There’s growing frustration among medical groups about being shut out of the vaccine distribution process with primary care docs even missing out on getting the vaccines themselves.
The Medical Group Management Association (MGMA) is urging the Biden administration to include medical group practices in COVID-19 vaccine distribution strategies moving forward. A survey reflecting responses from 403 medical group practices showed 85% of independent practices actively seeking the COVID-19 vaccine for their patients received some as of Jan. 21-24. Nearly half (45%) of hospital- or health system-owned practices seeking vaccines still hadn't gotten any. Meanwhile, the majority of practices that have gotten the vaccine (54%) say they only received enough to vaccinate 1% or less of their patients.
The COVID-19 pandemic recovery will require a broad and coordinated effort for infection testing, immunity determination, and vaccination, the study authors said.
The study evaluated the delivery of vaccinations, using 2017 Medicare Part B Fee-For-Service data and the 2013-2017 Medical Expenditure Panel Survey at the service, physician, and visit level. The data shows that primary care physicians have played a crucial role in delivery of vaccinations to the U.S. population, including the elderly, between 2012-2017.
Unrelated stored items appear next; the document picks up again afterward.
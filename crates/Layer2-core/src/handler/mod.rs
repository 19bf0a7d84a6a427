//! Handler Bus - 이벤트 종류별 핸들러 목록
//!
//! 각 이벤트 종류마다 priority 오름차순으로 정렬된 핸들러를 보관합니다.
//! 같은 priority 끼리는 등록 순서를 유지합니다.

use async_trait::async_trait;
use hangar_foundation::{EventKind, HostEvent, Result};
use parking_lot::RwLock;
use std::collections::HashMap;
use std::sync::Arc;
use tracing::{debug, warn};

/// 기본 핸들러 priority
pub const DEFAULT_PRIORITY: i32 = 50;

// ============================================================================
// EventHandler Trait
// ============================================================================

/// 이벤트 핸들러
#[async_trait]
pub trait EventHandler: Send + Sync {
    async fn handle(&self, event: &HostEvent) -> Result<()>;
}

/// 동기 클로저 기반 핸들러
pub struct FnHandler<F>(F);

#[async_trait]
impl<F> EventHandler for FnHandler<F>
where
    F: Fn(&HostEvent) -> Result<()> + Send + Sync,
{
    async fn handle(&self, event: &HostEvent) -> Result<()> {
        (self.0)(event)
    }
}

/// 클로저를 핸들러로 감싸기
pub fn handler_fn<F>(f: F) -> Arc<dyn EventHandler>
where
    F: Fn(&HostEvent) -> Result<()> + Send + Sync + 'static,
{
    Arc::new(FnHandler(f))
}

// ============================================================================
// HandlerBus
// ============================================================================

/// 핸들러를 등록한 extension
#[derive(Debug, Clone, PartialEq, Eq)]
pub struct HandlerOwner {
    /// 모듈 이름 (path 의 마지막 segment)
    pub module: String,

    /// extension path
    pub path: String,
}

impl HandlerOwner {
    pub fn new(module: impl Into<String>, path: impl Into<String>) -> Self {
        Self {
            module: module.into(),
            path: path.into(),
        }
    }
}

/// 버스에 등록된 핸들러
#[derive(Clone)]
pub struct PluggableHandler {
    pub handler: Arc<dyn EventHandler>,
    pub priority: i32,
    pub owner: HandlerOwner,
}

/// 핸들러 버스
#[derive(Default)]
pub struct HandlerBus {
    pluggables: RwLock<HashMap<EventKind, Vec<PluggableHandler>>>,
}

impl HandlerBus {
    pub fn new() -> Self {
        Self::default()
    }

    /// 핸들러 등록
    pub fn register(
        &self,
        handler: Arc<dyn EventHandler>,
        kind: EventKind,
        priority: i32,
        owner: HandlerOwner,
    ) {
        debug!("registering {} handler for {} (priority {})", kind, owner.path, priority);

        let mut pluggables = self.pluggables.write();
        let list = pluggables.entry(kind).or_default();
        list.push(PluggableHandler {
            handler,
            priority,
            owner,
        });
        // sort_by_key 는 stable
        list.sort_by_key(|entry| entry.priority);
    }

    /// path 가 소유한 핸들러 전부 제거
    pub fn remove_owned_by(&self, path: &str) -> usize {
        let mut pluggables = self.pluggables.write();
        let mut removed = 0;
        for list in pluggables.values_mut() {
            let before = list.len();
            list.retain(|entry| entry.owner.path != path);
            removed += before - list.len();
        }
        removed
    }

    /// path 가 소유한 핸들러 수
    pub fn count_owned_by(&self, path: &str) -> usize {
        self.pluggables
            .read()
            .values()
            .flat_map(|list| list.iter())
            .filter(|entry| entry.owner.path == path)
            .count()
    }

    /// 이벤트 종류별 핸들러 (호출 순서)
    pub fn handlers_for(&self, kind: EventKind) -> Vec<PluggableHandler> {
        self.pluggables
            .read()
            .get(&kind)
            .cloned()
            .unwrap_or_default()
    }

    pub fn len(&self) -> usize {
        self.pluggables.read().values().map(Vec::len).sum()
    }

    pub fn is_empty(&self) -> bool {
        self.len() == 0
    }

    /// 이벤트 전달, 성공한 핸들러 수 반환
    ///
    /// 핸들러 에러는 로그만 남기고 다음 핸들러로 진행합니다.
    pub async fn emit(&self, event: &HostEvent) -> usize {
        let handlers = self.handlers_for(event.kind);
        let mut handled = 0;

        for entry in handlers {
            match entry.handler.handle(event).await {
                Ok(()) => handled += 1,
                Err(e) => warn!(
                    "{} handler from {} failed: {}",
                    event.kind, entry.owner.path, e
                ),
            }
        }

        handled
    }
}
Overall, PCPs provided the most vaccinations (46%), followed closely by mass immunizers (45%), then nurse practitioners/physician assistants (5%). There were clusters of counties that had over 50% of vaccinations provided by PCPs throughout states such as Louisiana, Pennsylvania and Massachusetts, the study found.
In addition to physically administering vaccinations, PCPs can provide clinical and personal support to enable patients to understand their current COVID-19 immunologic status, how that may impact their vaccine decisions, and to counter vaccine hesitancy and misinformation, the study said.
There continues to be a high level of distrust in the COVID-19 vaccine among some populations. The new vaccines may face more vaccine hesitancy, misinformation, and refusal than other vaccines, the study said.
It's important to leverage the trusted relationship that primary care physicians have with patients when distributing the COVID-19 vaccine.
"Primary care practices may play an even more important role in vaccine counseling, building local community trust, and serving as a source of scientific knowledge about the COVID-19 vaccine," the study authors said.
Given its historic role in immunization counseling and vaccine delivery, primary care, in concert with public health agencies and community health organizations, is essential for immediate and sustainable population health efforts to address COVID-19 recovery, the study said.